● **EXERCISE DETAILS**:
Reproduce every line in the material below that holds "media".

● **SOURCE MATERIAL**:
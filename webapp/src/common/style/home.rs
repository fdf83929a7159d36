pub const HOME_STYLES: &str = r#"
/* Navigation */
.navbar {
  position: fixed;
  top: 0;
  left: 0;
  right: 0;
  z-index: 100;
  border-bottom: 1px solid transparent;
  transition: background-color 300ms ease, border-color 300ms ease, box-shadow 300ms ease;
}

.navbar[data-scrolled="true"] {
  background-color: rgba(15, 15, 15, 0.85);
  backdrop-filter: blur(12px);
  border-bottom-color: var(--color-border);
  box-shadow: 0 10px 30px rgba(0, 0, 0, 0.35);
}

.navbar-inner {
  max-width: 1100px;
  height: 72px;
  margin: 0 auto;
  padding: 0 20px;
  display: flex;
  align-items: center;
  gap: 32px;
}

.navbar-logo {
  display: flex;
  align-items: center;
  gap: 10px;
  margin-right: auto;
}

.navbar-logo-img {
  width: 32px;
  height: 32px;
  border-radius: 8px;
}

.navbar-logo-text {
  font-family: var(--font-heading);
  font-size: 1.375rem;
}

.navbar-logo-accent {
  color: var(--color-accent-secondary);
}

.navbar-links {
  display: flex;
  list-style: none;
  gap: 28px;
}

.navbar-link {
  font-size: 0.9375rem;
  color: var(--color-text-muted);
  transition: color 150ms ease;
}

.navbar-link:hover {
  color: var(--color-text-primary);
}

.navbar-cta {
  padding: 8px 18px;
  border-radius: 999px;
  font-size: 0.875rem;
  font-weight: 500;
  color: var(--color-text-primary);
  background-color: var(--color-accent-primary);
  transition: background-color 150ms ease;
}

.navbar-cta:hover {
  background-color: var(--color-accent-secondary);
}

.drawer .navbar-link {
  font-size: 1.5rem;
}

.drawer .navbar-cta {
  text-align: center;
}

@media (max-width: 767px) {
  .navbar-links,
  .navbar-inner > .navbar-cta {
    display: none;
  }
}

/* Hero */
.hero {
  min-height: 100vh;
  display: flex;
  flex-direction: column;
  justify-content: center;
  padding: 120px 0 80px;
}

.hero-eyebrow {
  font-family: var(--font-mono);
  font-size: 0.8125rem;
  letter-spacing: 0.15em;
  text-transform: uppercase;
  color: var(--color-accent-secondary);
  margin-bottom: 24px;
}

.hero-heading {
  font-size: clamp(3rem, 10vw, 6.5rem);
  line-height: 1;
  margin-bottom: 28px;
}

.hero-sub {
  max-width: 620px;
  font-size: 1.125rem;
  color: var(--color-text-muted);
  margin-bottom: 40px;
}

.hero-actions {
  display: flex;
  flex-wrap: wrap;
  gap: 16px;
  margin-bottom: 48px;
}

.btn-primary,
.btn-ghost {
  display: inline-flex;
  align-items: center;
  padding: 14px 28px;
  border-radius: 999px;
  font-weight: 500;
  transition: background-color 150ms ease, border-color 150ms ease;
}

.btn-primary {
  background-color: var(--color-accent-primary);
  color: var(--color-text-primary);
}

.btn-primary:hover {
  background-color: var(--color-accent-secondary);
}

.btn-ghost {
  border: 1px solid var(--color-border);
  color: var(--color-text-primary);
}

.btn-ghost:hover {
  border-color: var(--color-text-muted);
}

.hero-tags {
  display: flex;
  flex-wrap: wrap;
  gap: 8px;
}

/* Sections */
.section {
  padding: 96px 0;
}

.stats-grid {
  display: grid;
  grid-template-columns: repeat(auto-fit, minmax(200px, 1fr));
  gap: 16px;
}

.projects-grid {
  display: grid;
  grid-template-columns: repeat(auto-fit, minmax(300px, 1fr));
  gap: 20px;
}

/* About */
.bio-grid {
  display: grid;
  grid-template-columns: 1fr;
  gap: 48px;
  margin-bottom: 96px;
}

@media (min-width: 900px) {
  .bio-grid {
    grid-template-columns: 3fr 2fr;
  }
}

.bio-text {
  display: flex;
  flex-direction: column;
  gap: 20px;
  color: var(--color-text-muted);
  font-size: 1.0625rem;
}

.skill-groups {
  display: flex;
  flex-direction: column;
  gap: 24px;
}

.skill-group-label {
  font-family: var(--font-mono);
  font-size: 0.75rem;
  text-transform: uppercase;
  letter-spacing: 0.15em;
  color: var(--color-text-primary);
  margin-bottom: 10px;
}

.skill-tags {
  display: flex;
  flex-wrap: wrap;
  gap: 8px;
}

.experience-item {
  display: grid;
  grid-template-columns: 1fr;
  gap: 4px;
  padding: 20px 0;
  border-bottom: 1px solid var(--color-border);
}

@media (min-width: 768px) {
  .experience-item {
    grid-template-columns: 2fr 2fr 1fr;
    align-items: baseline;
  }
}

.exp-company {
  font-family: var(--font-heading);
  font-size: 1.375rem;
  transition: color 150ms ease;
}

.exp-company:hover {
  color: var(--color-accent-primary);
}

.exp-role {
  color: var(--color-text-muted);
}

.exp-period {
  font-family: var(--font-mono);
  font-size: 0.8125rem;
  color: var(--color-text-muted);
}

@media (min-width: 768px) {
  .exp-period {
    text-align: right;
  }
}

/* Contact */
.contact {
  position: relative;
  padding: 96px 0 48px;
}

.contact-accent-bar {
  width: 64px;
  height: 4px;
  border-radius: 2px;
  margin-bottom: 32px;
  background: linear-gradient(90deg, var(--color-accent-primary), var(--color-accent-secondary));
}

.contact-heading {
  font-size: clamp(2.5rem, 7vw, 4.5rem);
  line-height: 1.05;
  margin-bottom: 20px;
}

.contact-sub {
  max-width: 520px;
  color: var(--color-text-muted);
  margin-bottom: 36px;
}

.contact-actions {
  margin-bottom: 36px;
}

.contact-socials {
  display: flex;
  gap: 12px;
}

.social-link {
  display: inline-flex;
  align-items: center;
  justify-content: center;
  width: 40px;
  height: 40px;
  border-radius: 50%;
  border: 1px solid var(--color-border);
  color: var(--color-text-muted);
  transition: color 150ms ease, border-color 150ms ease;
}

.social-link:hover {
  color: var(--color-text-primary);
  border-color: var(--color-text-muted);
}

.contact-footer {
  margin-top: 96px;
  padding-top: 24px;
  border-top: 1px solid var(--color-border);
  font-family: var(--font-mono);
  font-size: 0.75rem;
  color: var(--color-text-muted);
}
"#;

● **RESULT OF THIS TASK**:
@media (max-width: 767px) {
@media (min-width: 900px) {
@media (min-width: 768px) {
@media (min-width: 768px) {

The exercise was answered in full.